Um grupo formado por organizações que monitoram as contas públicas brasileiras formalizou, nesta terça-feira (15), um pedido para que o ministro do Supremo Tribunal Federal (STF) Flávio Dino abra uma investigação. O objetivo é verificar se os nomes encontrados em um papel dentro da churrasqueira do senador Ciro Nogueira (PP-PI) possuem relação com o esquema conhecido como “Orçamento Secreto”.
A solicitação ocorre após a realização da 5ª fase da Operação Compliance Zero, na qual a Polícia Federal encontrou uma lista com nomes de deputados e prováveis valores em um conjunto de documentos que estava na churrasqueira da residência do parlamentar em Brasília. O pedido foi apresentado conjuntamente pela Transparência Internacional – Brasil, pela Transparência Internacional e pela Associação Contas Abertas ao ministro Dino, que é o relator do inquérito que analisa a má aplicabilidade das emendas parlamentares.
De acordo com o relatório da Polícia Federal, uma funcionária doméstica relatou ter sido orientada por Ciro Nogueira a queimar os documentos encontrados na churrasqueira por serem velhos. No entanto, a incineração não foi realizada por falta de tempo hábil. O documento principal destacado pelos investigadores traz o título “Câmara” e lista primeiros nomes acompanhados de números que a corporação aponta como sendo, provável e originariamente, valores financeiros.
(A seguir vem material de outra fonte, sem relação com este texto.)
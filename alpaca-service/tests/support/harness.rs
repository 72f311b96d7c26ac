//! Services over the in-memory stack, with one admin and two users.

#![allow(dead_code)]

use std::sync::Arc;

use alpaca_core::{AlpacaConfig, Role, UserAccount};
use alpaca_service::{
    Caller, RequestContext, ReviewService, StatisticsService, SubmitRecordRequest,
};
use alpaca_test_utils::fixtures::StoreHarness;

pub struct ServiceHarness {
    pub stack: StoreHarness,
    pub review: ReviewService,
    pub statistics: StatisticsService,
    pub admin: UserAccount,
    pub alice: UserAccount,
    pub bob: UserAccount,
}

impl ServiceHarness {
    pub fn new() -> Self {
        let stack = StoreHarness::new();
        let admin = stack.add_user("root", Role::Admin).expect("add admin");
        let alice = stack.add_user("alice", Role::User).expect("add alice");
        let bob = stack.add_user("bob", Role::User).expect("add bob");
        let config = Arc::new(AlpacaConfig::default());
        Self {
            review: ReviewService::new(stack.repo.clone(), config.clone()),
            statistics: StatisticsService::new(stack.repo.clone(), config),
            stack,
            admin,
            alice,
            bob,
        }
    }

    pub fn ctx(user: &UserAccount) -> RequestContext {
        let caller = if user.role.is_admin() {
            Caller::admin(user.user_id, user.username.clone())
        } else {
            Caller::user(user.user_id, user.username.clone())
        };
        RequestContext::for_caller(caller)
    }

    pub fn as_admin(&self) -> RequestContext {
        Self::ctx(&self.admin)
    }

    pub fn as_alice(&self) -> RequestContext {
        Self::ctx(&self.alice)
    }

    pub fn as_bob(&self) -> RequestContext {
        Self::ctx(&self.bob)
    }
}

pub fn submission(instruction: &str, output: &str) -> SubmitRecordRequest {
    SubmitRecordRequest {
        instruction: instruction.to_string(),
        input: String::new(),
        output: output.to_string(),
        theme: Some("math".to_string()),
        source: "textbook".to_string(),
        note: None,
    }
}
A lista apreendida pela PF cita nomes como Arthur, Hugo, Elmar, Luizinho, Adolfo, Isnaldo, Diego, Altineu e Netinho. Os investigadores ressaltam que, embora a Polícia Federal não afirme categoricamente que existe uma relação direta entre os registros e o senador, as organizações autoras do pedido sustentam que a informação aponta para uma possível distribuição de recursos públicos entre parlamentares e outras pessoas.
As entidades argumentam que a associação desses nomes a práticas de repartição do orçamento federal é plausível, citando evidências de que o senador Ciro Nogueira teria atuado como operador do “Orçamento Secreto” durante o governo do ex-presidente Jair Bolsonaro. O documento também lembra que a mãe e suplente do senador, Eliana Nogueira, figurou como uma das principais beneficiárias de indicações de verbas no segundo semestre de 2021.
Em nota, as assessorias dos parlamentares citados manifestaram repúdio e desconhecimento sobre as anotações. A assessoria de Arthur Lira afirmou que ele desconhece os registros. Hugo Motta classificou a associação como um absurdo e um documento apócrifo. Elmar Nascimento repudiou a menção e criticou o que chamou de momento policialesco. As equipes de Ciro Nogueira, Dr. Luizinho e Isnaldo Bulhões também foram procuradas para manifestação.